Almost 20,000 adolescents are diagnosed with type 1 diabetes every year. Clinicians don’t know the cause of the disease, but it requires lifelong management of blood glucose, using daily self-testing and insulin. Developing diabetes in adolescence means the typical demands of a changing body, navigating social and family life, but with the added stress of coping with a strict diet, medical oversight, and regular injections.
Disordered eating–skipping too many meals, anorexia, bulimia–poses health risks for anyone, but diabetics face a significantly increased risk. A 2021 study found that type 1 diabetics with eating disorders have triple the risk of diabetic ketoacidosis compared to diabetics without eating disorders. This is an extremely dangerous complication of diabetes, which can lead to organ failure and even death. A review of diabetic mental health research found that struggling with diabetes often makes children dislike their bodies and fear of judgment from friends and family, contributing to disordered eating.

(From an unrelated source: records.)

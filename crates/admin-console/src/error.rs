//! Error types for the admin console

use thiserror::Error;

/// Result type alias for console operations
pub type Result<T> = std::result::Result<T, ClientError>;

/// Errors that can occur while talking to the membership API
#[derive(Debug, Error)]
pub enum ClientError {
    /// The request never produced a response
    #[error("Request failed: {0}")]
    Transport(#[from] reqwest::Error),

    /// The server answered with a non-success status
    #[error("Server returned {status}: {message}")]
    Api { status: u16, message: String },

    /// The response body did not have the expected shape
    #[error("Failed to decode response: {0}")]
    Decode(String),

    /// The action needs a selected member
    #[error("No member selected")]
    NoSelection,

    /// The funding amount is not an integer
    #[error("Invalid amount: {0:?}")]
    InvalidAmount(String),
}

impl ClientError {
    /// Create an Api error
    pub fn api(status: u16, message: impl Into<String>) -> Self {
        Self::Api {
            status,
            message: message.into(),
        }
    }

    /// The text shown to the operator
    pub fn user_message(&self) -> String {
        match self {
            Self::Api { message, .. } => message.clone(),
            other => other.to_string(),
        }
    }
}
//! Server configuration from environment variables

use std::net::{IpAddr, Ipv4Addr, SocketAddr};
use std::path::PathBuf;

const DEFAULT_DATA_DIR: &str = ".membership-data";
const DEFAULT_PORT: u16 = 8000;

#[derive(Debug, Clone)]
pub struct ServerConfig {
    pub data_dir: PathBuf,
    pub host: IpAddr,
    pub port: u16,
    pub cors_permissive: bool,
}

impl Default for ServerConfig {
    fn default() -> Self {
        Self {
            data_dir: PathBuf::from(DEFAULT_DATA_DIR),
            host: IpAddr::V4(Ipv4Addr::UNSPECIFIED),
            port: DEFAULT_PORT,
            cors_permissive: true,
        }
    }
}

impl ServerConfig {
    pub fn from_env() -> Self {
        Self::from_lookup(|name| std::env::var(name).ok())
    }

    fn from_lookup(lookup: impl Fn(&str) -> Option<String>) -> Self {
        let defaults = Self::default();

        let host = match lookup("MEMBERSHIP_HOST") {
            Some(raw) => raw.trim().parse().unwrap_or_else(|_| {
                tracing::warn!("Ignoring invalid MEMBERSHIP_HOST {:?}", raw);
                defaults.host
            }),
            None => defaults.host,
        };

        let port = match lookup("MEMBERSHIP_PORT") {
            Some(raw) => raw.trim().parse().unwrap_or_else(|_| {
                tracing::warn!("Ignoring invalid MEMBERSHIP_PORT {:?}", raw);
                defaults.port
            }),
            None => defaults.port,
        };

        Self {
            data_dir: lookup("MEMBERSHIP_DATA_DIR")
                .map(PathBuf::from)
                .unwrap_or(defaults.data_dir),
            host,
            port,
            cors_permissive: flag(
                lookup("MEMBERSHIP_CORS_PERMISSIVE"),
                defaults.cors_permissive,
            ),
        }
    }

    pub fn listen_addr(&self) -> SocketAddr {
        SocketAddr::new(self.host, self.port)
    }
}

fn flag(raw: Option<String>, default: bool) -> bool {
    match raw {
        Some(raw) => match raw.trim().to_ascii_lowercase().as_str() {
            "1" | "true" | "yes" | "on" => true,
            "0" | "false" | "no" | "off" => false,
            _ => default,
        },
        None => default,
    }
}

#[cfg(test)]
mod tests {
    use super::*;
    use std::collections::HashMap;

    fn config_from(vars: &[(&str, &str)]) -> ServerConfig {
        let vars: HashMap<String, String> = vars
            .iter()
            .map(|(k, v)| (k.to_string(), v.to_string()))
            .collect();
        ServerConfig::from_lookup(|name| vars.get(name).cloned())
    }

    #[test]
    fn defaults_when_unset() {
        let config = config_from(&[]);
        assert_eq!(config.data_dir, PathBuf::from(".membership-data"));
        assert_eq!(config.listen_addr(), "0.0.0.0:8000".parse().unwrap());
        assert!(config.cors_permissive);
    }

    #[test]
    fn reads_overrides() {
        let config = config_from(&[
            ("MEMBERSHIP_DATA_DIR", "/var/lib/membership"),
            ("MEMBERSHIP_HOST", "127.0.0.1"),
            ("MEMBERSHIP_PORT", "9100"),
            ("MEMBERSHIP_CORS_PERMISSIVE", "off"),
        ]);
        assert_eq!(config.data_dir, PathBuf::from("/var/lib/membership"));
        assert_eq!(config.listen_addr(), "127.0.0.1:9100".parse().unwrap());
        assert!(!config.cors_permissive);
    }

    #[test]
    fn invalid_values_fall_back() {
        let config = config_from(&[
            ("MEMBERSHIP_PORT", "eighty"),
            ("MEMBERSHIP_CORS_PERMISSIVE", "maybe"),
        ]);
        assert_eq!(config.port, 8000);
        assert!(config.cors_permissive);
    }
}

Overnight, I went from a kindergartener to a diabetic, and it felt like I couldn’t be both.
How do we balance managing a diabetic child’s nutrition with encouraging a healthy body image? I went to support groups for many years, but still felt isolated. I liked meeting other kids with my same struggles, but I needed more comfort with my body—a topic relevant to everyone. Clinical and social lines blur when diabetes needs to be managed every moment of the day. Programs have been designed to teach children or parents positive body image and the dangers of disordered eating.
Nicole Gibbings and fellow researchers focus on clinical solutions to reduce disordered eating in juvenile diabetics, in particular mental health support. Researchers have proposed integrating mental health support into schools to build systems of support for all children.
The number of adolescents diagnosed with type one diabetes has increased yearly since 2001. The overall rate of diabetes has grown by 30% between 2017 and 2020. Responsibility for protecting children’s mental health and preventing body image issues falls on every parent, and the risks are growing.
My mom sat through kindergarten lunches with me because she was concerned for my health. Overnight, I went from a kindergartener to a diabetic, and it felt like I couldn’t be both. As an adult, I still have days when I wonder if I’ve found a healthy balance in enjoying what I eat and managing my blood sugar. When I have a bad blood sugar day and must decide whether to eat and feel sick if my sugar spikes or to skip eating entirely, the line between disordered eating and managing my disease doesn’t seem clear.
I don’t know how to solve this problem, but too often diabetic kids make enemies of their bodies. I’ve had diabetes my entire life. I’ve grown confident in managing it, but I still have bad days. Type 1 diabetes lasts a lifetime, and counting carbs is still a struggle, though I’m now at an age when I can talk about it and seek the support I need.